BEGIN
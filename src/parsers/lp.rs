//! LP parser: emits a liquidity-pool event for transactions referencing a
//! configured AMM program. Reserves are not inferred here; they stay NULL.

use crate::config::{AppConfig, ProgramSet};
use crate::parsers::payload::TxPayload;
use crate::store::parsed::ParserFlag;
use crate::store::raw::RawTx;
use crate::{db, store, BoxError};
use rusqlite::Connection;
use std::sync::Arc;
use tokio::sync::watch;

pub const CURSOR_NAME: &str = "parser_lp";

pub fn handle_row(conn: &Connection, programs: &ProgramSet, row: &RawTx) -> Result<bool, BoxError> {
    if store::parsed::is_marked(conn, &row.signature, ParserFlag::Lp)? {
        return Ok(false);
    }

    let emitted = match TxPayload::parse(&row.payload) {
        None => false,
        Some(payload) => match payload.detect_program(programs) {
            None => false,
            Some(pool) => {
                let ts = payload.block_time().unwrap_or_else(db::now_ts);
                store::events::insert_lp(conn, &row.signature, ts, row.slot, &pool)?;
                true
            }
        },
    };

    store::parsed::mark(conn, &row.signature, ParserFlag::Lp)?;
    Ok(emitted)
}

pub async fn run(cfg: Arc<AppConfig>, shutdown: watch::Receiver<bool>) -> Result<(), BoxError> {
    let programs = cfg.programs.clone();
    super::run_loop("parser_lp", CURSOR_NAME, cfg, shutdown, move |conn, row| {
        handle_row(conn, &programs, row)
    })
    .await
}

#[cfg(test)]
mod tests {
    use super::*;
    use crate::config::{
        DEFAULT_ORCA_AMM, DEFAULT_ORCA_WHIRL, DEFAULT_RAYDIUM_AMM, DEFAULT_RAYDIUM_CLMM,
    };
    use crate::parsers::process_batch;
    use serde_json::json;
    use tempfile::NamedTempFile;

    fn programs() -> ProgramSet {
        ProgramSet {
            raydium_amm: DEFAULT_RAYDIUM_AMM.to_string(),
            raydium_clmm: DEFAULT_RAYDIUM_CLMM.to_string(),
            orca_amm: DEFAULT_ORCA_AMM.to_string(),
            orca_whirl: DEFAULT_ORCA_WHIRL.to_string(),
        }
    }

    fn payload(keys: serde_json::Value) -> String {
        json!({
            "result": {
                "blockTime": 1_700_000_000,
                "transaction": { "message": { "accountKeys": keys } }
            }
        })
        .to_string()
    }

    #[test]
    fn test_gated_on_program_set() {
        let temp = NamedTempFile::new().unwrap();
        let mut conn = crate::db::open_and_migrate(temp.path().to_str().unwrap()).unwrap();
        let programs = programs();

        store::raw::insert(
            &conn,
            "sig_known",
            10,
            &payload(json!(["x", DEFAULT_ORCA_WHIRL])),
        )
        .unwrap();
        store::raw::insert(&conn, "sig_unknown", 11, &payload(json!(["x", "y"]))).unwrap();

        let stats = process_batch(&mut conn, CURSOR_NAME, 500, &mut |c, r| {
            handle_row(c, &programs, r)
        })
        .unwrap()
        .unwrap();

        assert_eq!(stats.inserted, 1);
        assert_eq!(stats.skipped, 1);

        let (pool, kind, reserves): (String, String, Option<f64>) = conn
            .query_row(
                "SELECT pool, kind, x_reserve FROM lp_event WHERE sig = 'sig_known'",
                [],
                |r| Ok((r.get(0)?, r.get(1)?, r.get(2)?)),
            )
            .unwrap();
        assert_eq!(pool, DEFAULT_ORCA_WHIRL);
        assert_eq!(kind, "update");
        assert!(reserves.is_none());

        // Both rows watermarked, cursor past both slots
        assert!(store::parsed::is_marked(&conn, "sig_unknown", ParserFlag::Lp).unwrap());
        assert_eq!(
            store::cursor::load_slot_cursor(&conn, CURSOR_NAME)
                .unwrap()
                .last_slot,
            11
        );
    }
}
END
- **WORK TO COMPLETE**
Could you reproduce every line of the listing exactly?

- **THE COMPLETED TASK**
filename src/parsers/lp.rs
//! LP parser: emits a liquidity-pool event for transactions referencing a
//! configured AMM program. Reserves are not inferred here; they stay NULL.

use crate::config::{AppConfig, ProgramSet};
use crate::parsers::payload::TxPayload;
use crate::store::parsed::ParserFlag;
use crate::store::raw::RawTx;
use crate::{db, store, BoxError};
use rusqlite::Connection;
use std::sync::Arc;
use tokio::sync::watch;

pub const CURSOR_NAME: &str = "parser_lp";

pub fn handle_row(conn: &Connection, programs: &ProgramSet, row: &RawTx) -> Result<bool, BoxError> {
    if store::parsed::is_marked(conn, &row.signature, ParserFlag::Lp)? {
        return Ok(false);
    }

    let emitted = match TxPayload::parse(&row.payload) {
        None => false,
        Some(payload) => match payload.detect_program(programs) {
            None => false,
            Some(pool) => {
                let ts = payload.block_time().unwrap_or_else(db::now_ts);
                store::events::insert_lp(conn, &row.signature, ts, row.slot, &pool)?;
                true
            }
        },
    };

    store::parsed::mark(conn, &row.signature, ParserFlag::Lp)?;
    Ok(emitted)
}

pub async fn run(cfg: Arc<AppConfig>, shutdown: watch::Receiver<bool>) -> Result<(), BoxError> {
    let programs = cfg.programs.clone();
    super::run_loop("parser_lp", CURSOR_NAME, cfg, shutdown, move |conn, row| {
        handle_row(conn, &programs, row)
    })
    .await
}

#[cfg(test)]
mod tests {
    use super::*;
    use crate::config::{
        DEFAULT_ORCA_AMM, DEFAULT_ORCA_WHIRL, DEFAULT_RAYDIUM_AMM, DEFAULT_RAYDIUM_CLMM,
    };
    use crate::parsers::process_batch;
    use serde_json::json;
    use tempfile::NamedTempFile;

    fn programs() -> ProgramSet {
        ProgramSet {
            raydium_amm: DEFAULT_RAYDIUM_AMM.to_string(),
            raydium_clmm: DEFAULT_RAYDIUM_CLMM.to_string(),
            orca_amm: DEFAULT_ORCA_AMM.to_string(),
            orca_whirl: DEFAULT_ORCA_WHIRL.to_string(),
        }
    }

    fn payload(keys: serde_json::Value) -> String {
        json!({
            "result": {
                "blockTime": 1_700_000_000,
                "transaction": { "message": { "accountKeys": keys } }
            }
        })
        .to_string()
    }

    #[test]
    fn test_gated_on_program_set() {
        let temp = NamedTempFile::new().unwrap();
        let mut conn = crate::db::open_and_migrate(temp.path().to_str().unwrap()).unwrap();
        let programs = programs();

        store::raw::insert(
            &conn,
            "sig_known",
            10,
            &payload(json!(["x", DEFAULT_ORCA_WHIRL])),
        )
        .unwrap();
        store::raw::insert(&conn, "sig_unknown", 11, &payload(json!(["x", "y"]))).unwrap();

        let stats = process_batch(&mut conn, CURSOR_NAME, 500, &mut |c, r| {
            handle_row(c, &programs, r)
        })
        .unwrap()
        .unwrap();

        assert_eq!(stats.inserted, 1);
        assert_eq!(stats.skipped, 1);

        let (pool, kind, reserves): (String, String, Option<f64>) = conn
            .query_row(
                "SELECT pool, kind, x_reserve FROM lp_event WHERE sig = 'sig_known'",
                [],
                |r| Ok((r.get(0)?, r.get(1)?, r.get(2)?)),
            )
            .unwrap();
        assert_eq!(pool, DEFAULT_ORCA_WHIRL);
        assert_eq!(kind, "update");
        assert!(reserves.is_none());

        // Both rows watermarked, cursor past both slots
        assert!(store::parsed::is_marked(&conn, "sig_unknown", ParserFlag::Lp).unwrap());
        assert_eq!(
            store::cursor::load_slot_cursor(&conn, CURSOR_NAME)
                .unwrap()
                .last_slot,
            11
        );
    }
}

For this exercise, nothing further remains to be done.